Peter Thiel Explains Biotech Investing Rationale: Get Rid of Randomness - adenadel
http://www.technologyreview.com/news/541226/peter-thiel-explains-biotech-investing-rationale-get-rid-of-randomness/
======
Fede_V
There is another incredibly interesting meta-discussion implicit in that
article. How does someone very intelligent like Peter Thiel make investment
decisions in an area where he lacks a huge amount of background knowledge?

He can obviously evaluate the team, he can ask experts he trusts to give him
their opinion about the value of the approach, but... biotech start ups, far
more than software start ups, live or die by the strength of their technology.
Transplants have far fewer false positives than working with cell lines
(especially HeLa!) - but they are also several orders of magnitude more
expensive. Is the trade off between decreasing false positives versus increase
in experiment costs worth it? That company obviously think so, but it's not a
no brainer, and it's very difficult to seriously evaluate. Mice models are
very expensive - and they are better than HeLa, but they aren't foolproof. In
cancer biology, there's a continuum between how expensive a technique is, and
how much it recapitulates the actual biology of the disease. The sweet spot
also varies hugely from disease to disease.

Another point which I find fascinating, is that more or less everyone who has
worked on cancer biology knows that HeLa are not really a realistic model...
yet people keep using them, why? Because a lot of researchers are interested
in publishing papers in prestigious journals, not discovering robust findings.

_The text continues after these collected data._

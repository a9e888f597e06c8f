use std::collections::HashMap;

/// Sentinel shown first in every genre list; selecting it disables the filter.
pub const ALL_GENRES: &str = "All Genres";

/// Display name for records without a (known) first genre id.
pub const UNKNOWN_GENRE: &str = "Unknown";

/// Static lookup from genre identifier to display name
#[derive(Debug, Clone)]
pub struct GenreTable {
    names: HashMap<u32, String>,
}

impl GenreTable {
    /// The movie genre list published by TMDB
    pub fn tmdb() -> Self {
        Self::from_pairs([
            (28, "Action"),
            (12, "Adventure"),
            (16, "Animation"),
            (35, "Comedy"),
            (80, "Crime"),
            (99, "Documentary"),
            (18, "Drama"),
            (10751, "Family"),
            (14, "Fantasy"),
            (36, "History"),
            (27, "Horror"),
            (10402, "Music"),
            (9648, "Mystery"),
            (10749, "Romance"),
            (878, "Science Fiction"),
            (10770, "TV Movie"),
            (53, "Thriller"),
            (10752, "War"),
            (37, "Western"),
        ])
    }

    pub fn from_pairs<I, S>(pairs: I) -> Self
    where
        I: IntoIterator<Item = (u32, S)>,
        S: Into<String>,
    {
        Self {
            names: pairs.into_iter().map(|(id, name)| (id, name.into())).collect(),
        }
    }

    pub fn get(&self, id: u32) -> Option<&str> {
        self.names.get(&id).map(String::as_str)
    }

    /// Display name for an optional genre id, falling back to [`UNKNOWN_GENRE`]
    pub fn name_or_unknown(&self, id: Option<u32>) -> &str {
        id.and_then(|id| self.get(id)).unwrap_or(UNKNOWN_GENRE)
    }

    pub fn len(&self) -> usize {
        self.names.len()
    }

    pub fn is_empty(&self) -> bool {
        self.names.is_empty()
    }
}

impl Default for GenreTable {
    fn default() -> Self {
        Self::tmdb()
    }
}

#[cfg(test)]
mod tests {
    use super::*;

    #[test]
    fn test_tmdb_table() {
        let table = GenreTable::tmdb();
        assert_eq!(table.len(), 19);
        assert_eq!(table.get(878), Some("Science Fiction"));
        assert_eq!(table.get(1), None);
    }

    #[test]
    fn test_unknown_fallback() {
        let table = GenreTable::from_pairs([(1, "Action")]);
        assert_eq!(table.name_or_unknown(Some(1)), "Action");
        assert_eq!(table.name_or_unknown(Some(2)), UNKNOWN_GENRE);
        assert_eq!(table.name_or_unknown(None), UNKNOWN_GENRE);
    }
}
use serde::{Deserialize, Deserializer, Serialize};
use std::fmt;

/// Identifier of a movie as handed out by the metadata service.
///
/// The service emits integers, but records that went through other clients
/// may carry the same id as a numeric string. The original JSON form is kept
/// so a record serializes back exactly as it was read.
///
/// A whole-number float (`550.0`) is read as `Number`; any other float is
/// kept as `Text`, so one odd id never makes a stored list unreadable.
#[derive(Debug, Clone, Serialize, PartialEq, Eq, Hash)]
#[serde(untagged)]
pub enum MovieId {
    Number(u64),
    Text(String),
}

#[derive(Deserialize)]
#[serde(untagged)]
enum RawMovieId {
    Int(u64),
    Float(f64),
    Text(String),
}

impl From<RawMovieId> for MovieId {
    fn from(raw: RawMovieId) -> Self {
        match raw {
            RawMovieId::Int(n) => MovieId::Number(n),
            RawMovieId::Float(f) if f >= 0.0 && f.fract() == 0.0 && f <= u64::MAX as f64 => {
                MovieId::Number(f as u64)
            }
            RawMovieId::Float(f) => MovieId::Text(f.to_string()),
            RawMovieId::Text(s) => MovieId::Text(s),
        }
    }
}

impl<'de> Deserialize<'de> for MovieId {
    fn deserialize<D: Deserializer<'de>>(deserializer: D) -> Result<Self, D::Error> {
        RawMovieId::deserialize(deserializer).map(MovieId::from)
    }
}

/// Numeric value of a text id under loose comparison rules: surrounding
/// whitespace is ignored, a blank string is zero, and decimal, exponent and
/// `0x`/`0o`/`0b` forms are accepted.
fn coerce_number(text: &str) -> Option<f64> {
    let trimmed = text.trim();
    if trimmed.is_empty() {
        return Some(0.0);
    }

    let radix = match trimmed.get(..2) {
        Some("0x") | Some("0X") => Some(16),
        Some("0o") | Some("0O") => Some(8),
        Some("0b") | Some("0B") => Some(2),
        _ => None,
    };
    if let Some(radix) = radix {
        return u64::from_str_radix(&trimmed[2..], radix).ok().map(|v| v as f64);
    }

    // Rust accepts "inf"/"nan" spellings that never name an id
    if trimmed.chars().any(|c| c.is_ascii_alphabetic() && c != 'e' && c != 'E') {
        return None;
    }
    trimmed.parse::<f64>().ok()
}

impl MovieId {
    /// Loose identity: `550` matches `"550"`, `"550.0"` and `" 5.5e2 "`.
    /// Two strings match only when equal.
    pub fn matches(&self, other: &MovieId) -> bool {
        match (self, other) {
            (MovieId::Number(a), MovieId::Number(b)) => a == b,
            (MovieId::Text(a), MovieId::Text(b)) => a == b,
            (MovieId::Number(n), MovieId::Text(s)) | (MovieId::Text(s), MovieId::Number(n)) => {
                coerce_number(s) == Some(*n as f64)
            }
        }
    }
}

impl From<u64> for MovieId {
    fn from(id: u64) -> Self {
        MovieId::Number(id)
    }
}

impl From<&str> for MovieId {
    fn from(id: &str) -> Self {
        match id.parse::<u64>() {
            Ok(n) => MovieId::Number(n),
            Err(_) => MovieId::Text(id.to_string()),
        }
    }
}

impl fmt::Display for MovieId {
    fn fmt(&self, f: &mut fmt::Formatter<'_>) -> fmt::Result {
        match self {
            MovieId::Number(n) => write!(f, "{}", n),
            MovieId::Text(s) => write!(f, "{}", s),
        }
    }
}
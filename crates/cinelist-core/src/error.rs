use thiserror::Error;

#[derive(Debug, Error)]
pub enum StorageError {
    #[error("storage I/O failed for '{key}': {source}")]
    Io {
        key: String,
        #[source]
        source: std::io::Error,
    },

    #[error("failed to serialize '{key}': {source}")]
    Serialize {
        key: String,
        #[source]
        source: serde_json::Error,
    },

    #[error("storage quota exceeded writing '{key}' ({needed} bytes, {quota} allowed)")]
    QuotaExceeded { key: String, needed: usize, quota: usize },
}
use super::render;
use crate::context::AppContext;
use crate::output::Output;
use cinelist_models::MovieOverview;
use cinelist_sources::FetchKind;
use cinelist_sources::MetadataSource;
use color_eyre::Result;
use serde_json::json;
use std::process::ExitCode;

/// Result of loading the detail view for one id
pub enum DetailView {
    Found(MovieOverview),
    NotFound,
    Failed,
}

/// Fetch details, credits and videos for `id`. Failures are reported to the user here.
pub async fn load_overview(ctx: &AppContext, id: &str, output: &Output) -> DetailView {
    // Non-numeric ids cannot exist on the service
    let Ok(numeric_id) = id.trim().parse::<u64>() else {
        return DetailView::NotFound;
    };

    let client = ctx.metadata_client();
    let spinner = output.spinner("Loading...");
    let result = client.overview(numeric_id, ctx.config.display.cast_limit).await;
    spinner.finish_and_clear();

    match result {
        Ok(Some(overview)) => DetailView::Found(overview),
        Ok(None) => DetailView::NotFound,
        Err(e) => {
            tracing::warn!("Loading movie {} failed: {}", numeric_id, e);
            output.error(e.user_message(FetchKind::Details));
            DetailView::Failed
        }
    }
}

pub fn show_overview(overview: &MovieOverview, ctx: &AppContext, output: &Output) {
    output.table(&render::overview_table(overview));
    if !output.is_human() {
        let record = overview.details.to_record();
        output.json(&json!({
            "type": "movie",
            "movie": overview,
            "poster_url": record.poster_url(ctx.image_base(), "original"),
        }));
    }
}

pub async fn run_movie(ctx: &AppContext, id: &str, add: bool, output: &Output) -> Result<ExitCode> {
    let overview = match load_overview(ctx, id, output).await {
        DetailView::Found(overview) => overview,
        DetailView::NotFound => {
            output.info("Movie not found");
            return Ok(ExitCode::SUCCESS);
        }
        DetailView::Failed => return Ok(ExitCode::FAILURE),
    };

    show_overview(&overview, ctx, output);

    if add {
        let mut store = ctx.open_watchlist();
        let record = overview.details.to_record();
        if store.contains(&record) {
            output.info(format!("{} is already in your watchlist", record.display_title()));
        } else {
            let title = record.display_title().to_string();
            let persistence = store.add(record);
            super::report_persistence(&persistence, output);
            output.success(format!("Added {} to your watchlist", title));
        }
    }

    Ok(ExitCode::SUCCESS)
}
use super::movie::{load_overview, show_overview, DetailView};
use super::popular::{load_page, show_page};
use super::prompts::prompt_select;
use super::report_persistence;
use crate::context::AppContext;
use crate::output::Output;
use cinelist_core::PageCursor;
use cinelist_models::PopularPage;
use color_eyre::Result;
use std::process::ExitCode;

#[derive(Debug, Clone, Copy, PartialEq, Eq)]
enum Action {
    Next,
    Prev,
    Toggle,
    Details,
    Quit,
}

impl Action {
    fn label(self) -> &'static str {
        match self {
            Action::Next => "Next page",
            Action::Prev => "Previous page",
            Action::Toggle => "Add/remove from watchlist…",
            Action::Details => "Details…",
            Action::Quit => "Quit",
        }
    }
}

/// Menu entries for the current state; movie actions need a loaded page
fn actions(cursor: PageCursor, has_movies: bool) -> Vec<Action> {
    let mut actions = Vec::new();
    if has_movies {
        actions.push(Action::Toggle);
        actions.push(Action::Details);
    }
    actions.push(Action::Next);
    if cursor.has_prev() {
        actions.push(Action::Prev);
    }
    actions.push(Action::Quit);
    actions
}

fn pick_movie(page: &PopularPage) -> Result<Option<usize>> {
    let titles: Vec<String> = page
        .results
        .iter()
        .map(|m| format!("{} ({})", m.display_title(), m.id))
        .collect();
    prompt_select("Which movie?", &titles)
}

fn toggle(ctx: &AppContext, page: &PopularPage, output: &Output) -> Result<()> {
    let Some(index) = pick_movie(page)? else {
        return Ok(());
    };
    let movie = &page.results[index];

    let mut store = ctx.open_watchlist();
    if store.contains(movie) {
        let persistence = store.remove_id(&movie.id);
        report_persistence(&persistence, output);
        output.success(format!("Removed {} from your watchlist", movie.display_title()));
    } else {
        let persistence = store.add(movie.clone());
        report_persistence(&persistence, output);
        output.success(format!("Added {} to your watchlist", movie.display_title()));
    }
    Ok(())
}

async fn details(ctx: &AppContext, page: &PopularPage, output: &Output) -> Result<()> {
    let Some(index) = pick_movie(page)? else {
        return Ok(());
    };
    let id = page.results[index].id.to_string();

    match load_overview(ctx, &id, output).await {
        DetailView::Found(overview) => show_overview(&overview, ctx, output),
        DetailView::NotFound => output.info("Movie not found"),
        DetailView::Failed => {}
    }
    Ok(())
}

/// Interactive listing: page through popular movies and edit the watchlist in place
pub async fn run_browse(ctx: &AppContext, start_page: u32, output: &Output) -> Result<ExitCode> {
    if !output.is_human() {
        output.error("browse is interactive; use 'cinelist popular --page N' for machine-readable output");
        return Ok(ExitCode::FAILURE);
    }

    let mut cursor = PageCursor::at(start_page);
    let mut page = load_page(ctx, cursor, output).await;

    loop {
        if let Some(listing) = &page {
            let store = ctx.open_watchlist();
            show_page(listing, &store, ctx, output);
        }

        let has_movies = page.as_ref().is_some_and(|p| !p.results.is_empty());
        let menu = actions(cursor, has_movies);
        let labels: Vec<&str> = menu.iter().map(|a| a.label()).collect();
        let Some(choice) = prompt_select("What next?", &labels)? else {
            break;
        };

        match menu[choice] {
            Action::Next => {
                cursor.next();
                page = load_page(ctx, cursor, output).await;
            }
            Action::Prev => {
                cursor.prev();
                page = load_page(ctx, cursor, output).await;
            }
            Action::Toggle => {
                if let Some(listing) = &page {
                    toggle(ctx, listing, output)?;
                }
            }
            Action::Details => {
                if let Some(listing) = &page {
                    details(ctx, listing, output).await?;
                }
            }
            Action::Quit => break,
        }
    }

    Ok(ExitCode::SUCCESS)
}

#[cfg(test)]
mod tests {
    use super::*;

    #[test]
    fn test_first_page_has_no_previous() {
        let menu = actions(PageCursor::new(), true);
        assert!(!menu.contains(&Action::Prev));
        assert_eq!(menu.first(), Some(&Action::Toggle));
        assert_eq!(menu.last(), Some(&Action::Quit));
    }

    #[test]
    fn test_failed_page_still_offers_navigation() {
        let menu = actions(PageCursor::at(3), false);
        assert_eq!(menu, vec![Action::Next, Action::Prev, Action::Quit]);
    }
}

A pharma company instead has a lot more incentive in getting things right -
because a splashy result that gets falsified at phase 1 is an incredibly
expensive failure, while it's still a Nature paper for a professor. I don't
think that academia should exist to serve pharma companies, but the problem of
false positives is very real, and all the incentives around the
publishing/grant system make it much worse. We should be rewarding researchers
that get moderate but robust results that hold up under scrutiny, not people
who make incredibly splashy discoveries that later turn out to be incredibly
narrow and difficult to reproduce.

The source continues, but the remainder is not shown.